From lap 10 through to lap 21 - the last one Marquez completed before his crash - he lapped quicker than race leader and eventual winner Fabio Quartararo. As he started lap 21, Marquez was just 5.3 seconds behind the SRT rider and was three tenths quicker than him.

Had he not had his off in the early stages, Marquez would have very easily built up that advantage over the pack and then some.
Should Marquez be absent from this weekend's second outing at Jerez, and that is more than likely, he'll be 50 point in arrears should he stage his return at Brno at the start of August. That's a sizable disadvantage to have, and indeed a huge advantage for whoever is leading the championship.
But it's that point which will remain in flux.
While a Yamaha 1-2 in the Spanish Grand Prix, with Dovizioso leading fellow Ducati rider Jack Miller in third, on paper shows Marquez's main rivals in good stead, the reality is far from that.
Practice revealed a worrying continuing of Yamaha's top speed deficit, with Quartararo expressing concern for when MotoGP visits more power-dependent circuits - of which Brno and the Red Bull Ring very much are.
"The problem is that it's the same as last year," Quartararo said on Friday. "I feel that Yamaha made a small step in top speed, but the other brands made a step also. So, the problem we have [is we're] 12km/h [down] here. I am a little bit afraid of [somewhere like] Barcelona, that we [might] be at 20km/h [down]. So, this is something that I need to worry about."
On the flipside, Brno and the Red Bull Ring are the perfect circuits for Ducati. Dovizioso won there in 2018, and has two victories to his credit in Austria. Yamaha endured a tough Brno race last year, with Valentino Rossi, Quartararo and Vinales sixth, seventh and 10th. Quartararo did bag a podium at the Red Bull Ring, but he was never a threat for the win.
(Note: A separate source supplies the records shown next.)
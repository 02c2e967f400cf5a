use anyhow::{Context, Result};
use std::io::Write;
use std::path::Path;

use crate::config::Config;

const CONFIG_TEMPLATE: &str = r#"# maple configuration
#
# API keys are read from environment variables by default:
#   OPENAI_API_KEY, PUREMD_API_KEY
# Any setting can also be overridden with MAPLE_<SECTION>__<KEY>,
# e.g. MAPLE_TOOLSET__MAX_PARALLEL=10

# ── Model ────────────────────────────────────────────────────────
[provider]
# api_key = "sk-..."              # or set OPENAI_API_KEY env var
# base_url = "http://localhost:11434/v1"
model = "gpt-5-mini"
# temperature = 0.7

# [provider.parameters]
# reasoning_effort = "low"

# ── Web tools ────────────────────────────────────────────────────
[toolset]
base_url = "https://pure.md"
# api_key = "..."                 # or set PUREMD_API_KEY env var
max_parallel = 5
max_urls = 50
max_queries = 3
max_chars_per_result = 4000
timeout_secs = 5
cache_ttl_secs = 3600
max_connections = 20
# fetch_failure = "swallow"       # swallow | propagate
# search_failure = "propagate"

# ── Chat ─────────────────────────────────────────────────────────
[chat]
history_turns = 5
show_tool_calls = true
max_iterations = 20
# system_prompt = "..."           # replaces the built-in shopping instructions
"#;

pub fn run() -> Result<()> {
    let config_dir = Config::config_dir()?;
    let config_path = Config::config_path()?;

    std::fs::create_dir_all(&config_dir)
        .with_context(|| format!("Failed to create config directory: {}", config_dir.display()))?;

    if config_path.exists() {
        println!("Existing config file found:");
        println!("  {}", config_path.display());
        print!("\nOverwrite? (The existing file will be backed up) [y/N] ");
        std::io::stdout().flush()?;

        let mut input = String::new();
        std::io::stdin().read_line(&mut input)?;

        if !input.trim().eq_ignore_ascii_case("y") {
            println!("Setup cancelled.");
            return Ok(());
        }

        backup_file(&config_path)?;
    }

    std::fs::write(&config_path, CONFIG_TEMPLATE)
        .with_context(|| format!("Failed to write {}", config_path.display()))?;
    println!("Created {}", config_path.display());

    println!("\nNext steps:");
    println!("  1. Set your API key:  export OPENAI_API_KEY=\"sk-...\"");
    println!("  2. Start chatting:    maple");
    println!("  3. Or ask directly:   maple -p \"waterproof boots made in Canada\"");

    Ok(())
}

/// Back up a file to <name>.bak, appending a timestamp if .bak already exists.
fn backup_file(path: &Path) -> Result<()> {
    let mut backup = path.with_extension("toml.bak");

    if backup.exists() {
        let timestamp = chrono::Local::now().format("%Y%m%d-%H%M%S");
        backup = path.with_extension(format!("toml.bak.{}", timestamp));
    }

    std::fs::rename(path, &backup)
        .with_context(|| format!("Failed to back up {} to {}", path.display(), backup.display()))?;
    println!("  Backed up to {}", backup.display());

    Ok(())
}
Vinales could only keep close to Marquez through the tighter last sector of the Jerez circuit after the Honda had rocketed past him, while Quartararo got mired behind the Pramac Ducatis in the early stages and struggled to find a way past as they left him behind on the straights.
So Dovizioso, Jack Miller and even Francesco Bagnaia are likely to be the favourites when the championship hits Brno and the Red Bull Ring. But seizing victory might be tough at the second Jerez race.
Dovizioso is struggling with Michelin's new construction rear tyre, the extra grip it offers not allowing him to spin the rear as before and get the bike turned. The Pramac duo have been having less of an issue with the new rubber, but Miller's race was compromised by some numbness in his arms - which, he believes, was caused by the handlebars not being in the optimal position.
With Quartararo and Vinales the strongest pair behind Marquez on race pace throughout the weekend, the Honda's absence puts them in a better position. But current form suggests the following three rounds will be about damage limitation.
It is undeniable that Marquez's hideous Spanish GP crash has completely transformed this 2020 title fight
The swinging of the pendulum will be exactly what Marquez wants. If one of his rivals is fine one week and struggling the next, and vice versa, the points they take away from him are reduced.
And there's Marquez himself. His steely determination has seldom seen injury get in his way. He won the opening race of 2014 in Qatar just weeks after breaking his leg. At Jerez in 2016, he finished on the podium carrying a broken wrist, and then there's his odds-defying 2018 domination.

It is undeniable that Marquez's hideous Spanish GP crash has completely transformed this 2020 title fight.
But when the original season was set to start in Qatar back in March, and doubts surrounded Marquez's fitness - which he claimed was only at "70%" following surgery on yet another dislocated shoulder he suffered at the Malaysian Grand Prix last year - Honda team boss Alberto Puig was adamant that his rider would have "fought like hell" to win at Losail.
You can bet that the same mentality will consume Marquez upon his return.